### TASK TO COMPLETE
The answer must be the full listing, reproduced without any change.

### MATERIAL FOR THIS TASK
//! Simulation state advanced once per animation frame.
//!
//! Holds everything the frame loop mutates: the particle field, the current
//! burst, the last pointer position, and the running flag checked at the
//! start of every tick.

use super::burst::{Burst, SpawnGate, advance_burst};
use super::config::BackgroundConfig;
use super::environment::Environment;
use super::particles::{self, Bounds, Particle, Pointer, update_particle};
use super::rng::FieldRng;

pub struct Simulation {
	pub particles: Vec<Particle>,
	pub burst: Option<Burst>,
	pub pointer: Option<Pointer>,
	pub running: bool,
	pub bounds: Bounds,
	pub config: BackgroundConfig,
	pointer_tracking: bool,
	gate: SpawnGate,
	rng: FieldRng,
	frames: u64,
}

impl Simulation {
	pub fn new(config: BackgroundConfig, env: Environment, bounds: Bounds, seed: u32) -> Self {
		let mut rng = FieldRng::new(seed);
		let particles = particles::initialize(&config.field, bounds, &mut rng);
		Self {
			particles,
			burst: None,
			pointer: None,
			running: true,
			bounds,
			gate: SpawnGate::new(config.burst.interval_ms),
			pointer_tracking: env.pointer_tracking(),
			config,
			rng,
			frames: 0,
		}
	}

	pub fn frames(&self) -> u64 {
		self.frames
	}

	/// Records a pointer position. Ignored when tracking is disabled.
	pub fn set_pointer(&mut self, x: f64, y: f64) {
		if self.pointer_tracking {
			self.pointer = Some(Pointer { x, y });
		}
	}

	pub fn resize(&mut self, bounds: Bounds) {
		self.bounds = bounds;
	}

	/// Advances one frame: spawn check, burst aging, then every particle.
	pub fn step(&mut self, now: f64) {
		if let Some(burst) =
			self.gate
				.try_spawn(now, self.bounds, &mut self.rng, &self.config.burst)
		{
			self.burst = Some(burst);
		}

		if let Some(burst) = self.burst.as_mut() {
			advance_burst(burst);
			if !burst.active {
				self.burst = None;
			}
		}

		let pointer = if self.pointer_tracking {
			self.pointer
		} else {
			None
		};
		for p in &mut self.particles {
			update_particle(
				p,
				pointer,
				self.burst.as_ref(),
				self.bounds,
				&self.config.field,
				&self.config.pointer,
			);
		}
		self.frames += 1;
	}
}

#[cfg(test)]
mod tests {
	use super::*;

	fn sim(env: Environment) -> Simulation {
		Simulation::new(BackgroundConfig::default(), env, Bounds::new(800.0, 600.0), 11)
	}

	#[test]
	fn first_step_spawns_and_ages_a_burst() {
		let mut s = sim(Environment::default());
		s.step(0.0);
		let burst = s.burst.as_ref().expect("burst spawned on first tick");
		assert_eq!(burst.age, 1);
	}

	#[test]
	fn burst_cleared_after_lifetime() {
		let mut s = sim(Environment::default());
		for frame in 0..60 {
			s.step(frame as f64 * 16.0);
		}
		assert!(s.burst.is_none());
		assert!(s.particles.iter().all(|p| !p.charged));
	}

	#[test]
	fn pointer_ignored_without_tracking() {
		let mut s = sim(Environment {
			prefers_reduced_motion: true,
			..Default::default()
		});
		s.set_pointer(400.0, 300.0);
		assert!(s.pointer.is_none());
	}

	#[test]
	fn shrinking_bounds_pulls_particles_in() {
		let mut s = sim(Environment::default());
		s.resize(Bounds::new(100.0, 50.0));
		s.step(0.0);
		assert!(s.particles.iter().all(|p| s.bounds.contains(p.x, p.y)));
	}
}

### FINAL ANSWER
//! Simulation state advanced once per animation frame.
//!
//! Holds everything the frame loop mutates: the particle field, the current
//! burst, the last pointer position, and the running flag checked at the
//! start of every tick.

use super::burst::{Burst, SpawnGate, advance_burst};
use super::config::BackgroundConfig;
use super::environment::Environment;
use super::particles::{self, Bounds, Particle, Pointer, update_particle};
use super::rng::FieldRng;

pub struct Simulation {
	pub particles: Vec<Particle>,
	pub burst: Option<Burst>,
	pub pointer: Option<Pointer>,
	pub running: bool,
	pub bounds: Bounds,
	pub config: BackgroundConfig,
	pointer_tracking: bool,
	gate: SpawnGate,
	rng: FieldRng,
	frames: u64,
}

impl Simulation {
	pub fn new(config: BackgroundConfig, env: Environment, bounds: Bounds, seed: u32) -> Self {
		let mut rng = FieldRng::new(seed);
		let particles = particles::initialize(&config.field, bounds, &mut rng);
		Self {
			particles,
			burst: None,
			pointer: None,
			running: true,
			bounds,
			gate: SpawnGate::new(config.burst.interval_ms),
			pointer_tracking: env.pointer_tracking(),
			config,
			rng,
			frames: 0,
		}
	}

	pub fn frames(&self) -> u64 {
		self.frames
	}

	/// Records a pointer position. Ignored when tracking is disabled.
	pub fn set_pointer(&mut self, x: f64, y: f64) {
		if self.pointer_tracking {
			self.pointer = Some(Pointer { x, y });
		}
	}

	pub fn resize(&mut self, bounds: Bounds) {
		self.bounds = bounds;
	}

	/// Advances one frame: spawn check, burst aging, then every particle.
	pub fn step(&mut self, now: f64) {
		if let Some(burst) =
			self.gate
				.try_spawn(now, self.bounds, &mut self.rng, &self.config.burst)
		{
			self.burst = Some(burst);
		}

		if let Some(burst) = self.burst.as_mut() {
			advance_burst(burst);
			if !burst.active {
				self.burst = None;
			}
		}

		let pointer = if self.pointer_tracking {
			self.pointer
		} else {
			None
		};
		for p in &mut self.particles {
			update_particle(
				p,
				pointer,
				self.burst.as_ref(),
				self.bounds,
				&self.config.field,
				&self.config.pointer,
			);
		}
		self.frames += 1;
	}
}

#[cfg(test)]
mod tests {
	use super::*;

	fn sim(env: Environment) -> Simulation {
		Simulation::new(BackgroundConfig::default(), env, Bounds::new(800.0, 600.0), 11)
	}

	#[test]
	fn first_step_spawns_and_ages_a_burst() {
		let mut s = sim(Environment::default());
		s.step(0.0);
		let burst = s.burst.as_ref().expect("burst spawned on first tick");
		assert_eq!(burst.age, 1);
	}

	#[test]
	fn burst_cleared_after_lifetime() {
		let mut s = sim(Environment::default());
		for frame in 0..60 {
			s.step(frame as f64 * 16.0);
		}
		assert!(s.burst.is_none());
		assert!(s.particles.iter().all(|p| !p.charged));
	}

	#[test]
	fn pointer_ignored_without_tracking() {
		let mut s = sim(Environment {
			prefers_reduced_motion: true,
			..Default::default()
		});
		s.set_pointer(400.0, 300.0);
		assert!(s.pointer.is_none());
	}

	#[test]
	fn shrinking_bounds_pulls_particles_in() {
		let mut s = sim(Environment::default());
		s.resize(Bounds::new(100.0, 50.0));
		s.step(0.0);
		assert!(s.particles.iter().all(|p| s.bounds.contains(p.x, p.y)));
	}
}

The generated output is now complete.